Le contenu a été généré à l’aide de l’intelligence artificielle. Pensez à vérifier son exactitude.

Signaler une erreur.
  • Rejeté
    Droit au respect de la vie privée

    La cour a jugé que la condition de preuve d'un changement de sexe irréversible est justifiée par la nécessité de garantir la cohérence et la sécurité des actes de l'état civil, sans violer le droit au respect de la vie privée.

  • Rejeté
    Discrimination entre personnes transgenres

    La cour a estimé que les exigences posées par la jurisprudence ne constituent pas une discrimination, car elles visent à protéger l'ordre public et à assurer la sécurité juridique des actes de l'état civil.

Résumé par Doctrine IA

Dans la décision du 18 mars 2015, Stéphane Nicot, une personne transgenre, conteste le refus de modifier son état civil en raison de l'absence de preuve d'un processus irréversible de changement de sexe. Les questions juridiques portent sur la conformité de cette exigence avec le droit au respect de la vie privée (article 8 de la Convention) et sur une éventuelle discrimination (article 14). La Cour conclut que le refus de modification de l'état civil, fondé sur l'absence de preuve d'une transformation irréversible, ne constitue pas une violation des droits de M. Nicot, considérant que les exigences légales visent à protéger l'ordre public et la sécurité juridique, et que la France dispose d'une marge d'appréciation dans ce domaine.

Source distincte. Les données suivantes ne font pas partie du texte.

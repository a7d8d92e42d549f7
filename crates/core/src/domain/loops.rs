//! Beat-synchronized looping
//!
//! Loops are anchored at the playback position when armed and sized from
//! a fixed 120 BPM grid (no tempo detection). A cooperative polling task
//! watches the published position at roughly 60 Hz and requests a
//! position wrap when the loop end is crossed; wraps are tagged with a
//! loop generation so a cancelled loop can never reset the position after
//! the fact.

use std::str::FromStr;
use std::sync::atomic::Ordering;
use std::sync::Arc;
use std::time::Duration;

use serde::{Deserialize, Serialize};
use tokio::time::MissedTickBehavior;
use tracing::debug;

use crate::domain::deck::{DeckControls, DeckId};

/// Fixed tempo for loop length computation
pub const BPM_DEFAULT: f64 = 120.0;

/// Target cadence of the loop boundary poll (~60 Hz)
pub const POLL_INTERVAL: Duration = Duration::from_millis(16);

/// Loop length in beats
#[derive(Debug, Clone, Copy, PartialEq, Eq, Hash, Serialize, Deserialize)]
pub enum BeatLength {
    #[serde(rename = "1/4")]
    Quarter,
    #[serde(rename = "1/2")]
    Half,
    #[serde(rename = "1")]
    One,
    #[serde(rename = "2")]
    Two,
    #[serde(rename = "4")]
    Four,
    #[serde(rename = "8")]
    Eight,
}

impl BeatLength {
    pub const ALL: [BeatLength; 6] = [
        BeatLength::Quarter,
        BeatLength::Half,
        BeatLength::One,
        BeatLength::Two,
        BeatLength::Four,
        BeatLength::Eight,
    ];

    /// Length as a fraction of one beat
    pub fn fraction(&self) -> f64 {
        match self {
            BeatLength::Quarter => 0.25,
            BeatLength::Half => 0.5,
            BeatLength::One => 1.0,
            BeatLength::Two => 2.0,
            BeatLength::Four => 4.0,
            BeatLength::Eight => 8.0,
        }
    }

    pub fn as_str(&self) -> &'static str {
        match self {
            BeatLength::Quarter => "1/4",
            BeatLength::Half => "1/2",
            BeatLength::One => "1",
            BeatLength::Two => "2",
            BeatLength::Four => "4",
            BeatLength::Eight => "8",
        }
    }

    /// Loop duration in seconds at the fixed tempo
    pub fn duration_secs(&self) -> f64 {
        (60.0 / BPM_DEFAULT) * self.fraction()
    }
}

impl FromStr for BeatLength {
    type Err = String;

    fn from_str(s: &str) -> Result<Self, Self::Err> {
        match s {
            "1/4" => Ok(BeatLength::Quarter),
            "1/2" => Ok(BeatLength::Half),
            "1" => Ok(BeatLength::One),
            "2" => Ok(BeatLength::Two),
            "4" => Ok(BeatLength::Four),
            "8" => Ok(BeatLength::Eight),
            other => Err(format!("unknown beat length: {other}")),
        }
    }
}

impl std::fmt::Display for BeatLength {
    fn fmt(&self, f: &mut std::fmt::Formatter<'_>) -> std::fmt::Result {
        f.write_str(self.as_str())
    }
}

/// An armed loop region
#[derive(Debug, Clone, Copy, PartialEq)]
pub struct LoopRegion {
    pub start_secs: f32,
    pub end_secs: f32,
    pub beat: BeatLength,
}

/// Per-deck loop state machine
///
/// At most one loop is armed at a time; arming a new loop cancels the old
/// one first, so two regions can never poll concurrently.
pub struct LoopScheduler {
    deck: DeckId,
    controls: Arc<DeckControls>,
    region: Option<LoopRegion>,
    task: Option<tokio::task::JoinHandle<()>>,
}

impl LoopScheduler {
    pub fn new(deck: DeckId, controls: Arc<DeckControls>) -> Self {
        Self {
            deck,
            controls,
            region: None,
            task: None,
        }
    }

    pub fn region(&self) -> Option<LoopRegion> {
        self.region
    }

    pub fn is_looping(&self) -> bool {
        self.region.is_some()
    }

    /// Arm a loop at the current playback position
    ///
    /// No-op when no track is loaded: there is no valid position to anchor
    /// on. A previously armed loop is cancelled before the new region is
    /// established.
    pub fn set_loop(&mut self, beat: BeatLength) {
        if !self.controls.track_loaded.load(Ordering::Acquire) {
            debug!(deck = %self.deck, beat = %beat, "set_loop without a track, ignoring");
            return;
        }

        self.clear_loop();

        let start = self.controls.position_secs.load();
        let end = start + beat.duration_secs() as f32;
        self.region = Some(LoopRegion {
            start_secs: start,
            end_secs: end,
            beat,
        });
        debug!(deck = %self.deck, beat = %beat, start, end, "loop armed");

        let generation = self.controls.loop_generation.load(Ordering::Acquire);
        // Only poll from a background task when a runtime is available;
        // poll_once drives the same check synchronously otherwise
        if let Ok(handle) = tokio::runtime::Handle::try_current() {
            let controls = Arc::clone(&self.controls);
            self.task = Some(handle.spawn(async move {
                let mut interval = tokio::time::interval(POLL_INTERVAL);
                interval.set_missed_tick_behavior(MissedTickBehavior::Skip);
                loop {
                    interval.tick().await;
                    if controls.loop_generation.load(Ordering::Acquire) != generation {
                        break;
                    }
                    if controls.position_secs.load() >= end {
                        controls.request_loop_wrap(generation, start);
                    }
                }
            }));
        }
    }

    /// Cancel the armed loop
    ///
    /// Bumping the generation first guarantees no stale wrap lands after
    /// this returns, even if the poll task already issued one.
    pub fn clear_loop(&mut self) {
        self.controls.loop_generation.fetch_add(1, Ordering::AcqRel);
        if let Some(task) = self.task.take() {
            task.abort();
        }
        self.controls.loop_seek.store(0, Ordering::Release);
        if self.region.take().is_some() {
            debug!(deck = %self.deck, "loop cleared");
        }
    }

    /// Run one boundary check synchronously
    pub fn poll_once(&self) {
        let Some(region) = self.region else {
            return;
        };
        if self.controls.position_secs.load() >= region.end_secs {
            let generation = self.controls.loop_generation.load(Ordering::Acquire);
            self.controls
                .request_loop_wrap(generation, region.start_secs);
        }
    }
}

impl Drop for LoopScheduler {
    fn drop(&mut self) {
        if let Some(task) = self.task.take() {
            task.abort();
        }
    }
}

#[cfg(test)]
mod tests {
    use super::*;

    fn scheduler_with_track() -> LoopScheduler {
        let controls = Arc::new(DeckControls::new());
        controls.track_loaded.store(true, Ordering::Release);
        controls.duration_secs.store(180.0);
        LoopScheduler::new(DeckId::A, controls)
    }

    #[test]
    fn test_beat_fractions() {
        assert_eq!(BeatLength::Quarter.fraction(), 0.25);
        assert_eq!(BeatLength::Eight.fraction(), 8.0);
    }

    #[test]
    fn test_duration_at_fixed_tempo() {
        // 120 BPM: one beat is 0.5 s
        assert_eq!(BeatLength::One.duration_secs(), 0.5);
        assert_eq!(BeatLength::Quarter.duration_secs(), 0.125);
        assert_eq!(BeatLength::Eight.duration_secs(), 4.0);
    }

    #[test]
    fn test_beat_length_parse_round_trip() {
        for beat in BeatLength::ALL {
            assert_eq!(beat.as_str().parse::<BeatLength>(), Ok(beat));
        }
        assert!("3".parse::<BeatLength>().is_err());
    }

    #[test]
    fn test_beat_length_serde_strings() {
        let json = serde_json::to_string(&BeatLength::Quarter).unwrap();
        assert_eq!(json, "\"1/4\"");
        let parsed: BeatLength = serde_json::from_str("\"8\"").unwrap();
        assert_eq!(parsed, BeatLength::Eight);
    }

    #[test]
    fn test_set_loop_without_track_is_no_op() {
        let controls = Arc::new(DeckControls::new());
        let mut scheduler = LoopScheduler::new(DeckId::A, controls);
        scheduler.set_loop(BeatLength::One);
        assert!(!scheduler.is_looping());
    }

    #[test]
    fn test_set_loop_anchors_at_position() {
        let mut scheduler = scheduler_with_track();
        scheduler.controls.position_secs.store(10.0);
        scheduler.set_loop(BeatLength::One);

        let region = scheduler.region().unwrap();
        assert_eq!(region.start_secs, 10.0);
        assert_eq!(region.end_secs, 10.5);
        assert_eq!(region.beat, BeatLength::One);
    }

    #[test]
    fn test_set_loop_twice_keeps_only_second_region() {
        let mut scheduler = scheduler_with_track();
        scheduler.controls.position_secs.store(10.0);
        scheduler.set_loop(BeatLength::One);
        scheduler.set_loop(BeatLength::Two);

        let region = scheduler.region().unwrap();
        assert_eq!(region.start_secs, 10.0);
        assert_eq!(region.end_secs, 11.0);
        assert_eq!(region.beat, BeatLength::Two);
    }

    #[test]
    fn test_poll_once_requests_wrap_at_boundary() {
        let mut scheduler = scheduler_with_track();
        scheduler.controls.position_secs.store(10.0);
        scheduler.set_loop(BeatLength::One);

        // Before the boundary: nothing requested
        scheduler.controls.position_secs.store(10.4);
        scheduler.poll_once();
        assert_eq!(scheduler.controls.loop_seek.load(Ordering::Acquire), 0);

        // At/past the boundary: wrap back to start
        scheduler.controls.position_secs.store(10.5);
        scheduler.poll_once();
        let packed = scheduler.controls.loop_seek.load(Ordering::Acquire);
        assert_ne!(packed, 0);
        assert_eq!(f32::from_bits(packed as u32), 10.0);
    }

    #[test]
    fn test_clear_loop_resets_everything() {
        let mut scheduler = scheduler_with_track();
        scheduler.controls.position_secs.store(10.0);
        scheduler.set_loop(BeatLength::One);
        let armed_generation = scheduler.controls.loop_generation.load(Ordering::Acquire);

        scheduler.clear_loop();

        assert!(!scheduler.is_looping());
        assert!(scheduler.region().is_none());
        assert_eq!(scheduler.controls.loop_seek.load(Ordering::Acquire), 0);
        // Generation moved on, so any in-flight wrap is stale
        assert_ne!(
            scheduler.controls.loop_generation.load(Ordering::Acquire),
            armed_generation
        );

        // Crossing the old boundary no longer produces a wrap
        scheduler.controls.position_secs.store(11.0);
        scheduler.poll_once();
        assert_eq!(scheduler.controls.loop_seek.load(Ordering::Acquire), 0);
    }

    #[tokio::test]
    async fn test_background_poll_wraps_position() {
        let mut scheduler = scheduler_with_track();
        scheduler.controls.position_secs.store(10.0);
        scheduler.set_loop(BeatLength::One);

        scheduler.controls.position_secs.store(10.6);
        // Give the poll task a few ticks
        for _ in 0..5 {
            tokio::time::sleep(POLL_INTERVAL).await;
            if scheduler.controls.loop_seek.load(Ordering::Acquire) != 0 {
                break;
            }
        }

        let packed = scheduler.controls.loop_seek.load(Ordering::Acquire);
        assert_ne!(packed, 0);
        assert_eq!(f32::from_bits(packed as u32), 10.0);
    }
}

Le contenu a été généré à l’aide de l’intelligence artificielle. Pensez à vérifier son exactitude.

Commentaire0

Augmentez la visibilité de votre blog juridique : vos commentaires d’arrêts peuvent très simplement apparaitre sur toutes les décisions concernées. 

Sur la décision

Référence :
CEDH, 18 mars 2015, n° 52596/13
Numéro(s) : 52596/13
Type de document : Affaire communiquée
Organisations mentionnées :
  • Assemblée Parlementaire du Conseil de l’Europe
  • Haut-Commissariat aux droits de l’homme
  • Comité des Ministres
Niveau d’importance : Importance faible
Opinion(s) séparée(s) : Non
Conclusion : Affaire communiquée
Identifiant HUDOC : 001-153720
Télécharger le PDF original fourni par la juridiction

Texte intégral

Extraits similaires à la sélection

Aucune décision de référence ou d'espèce avec un extrait similaire.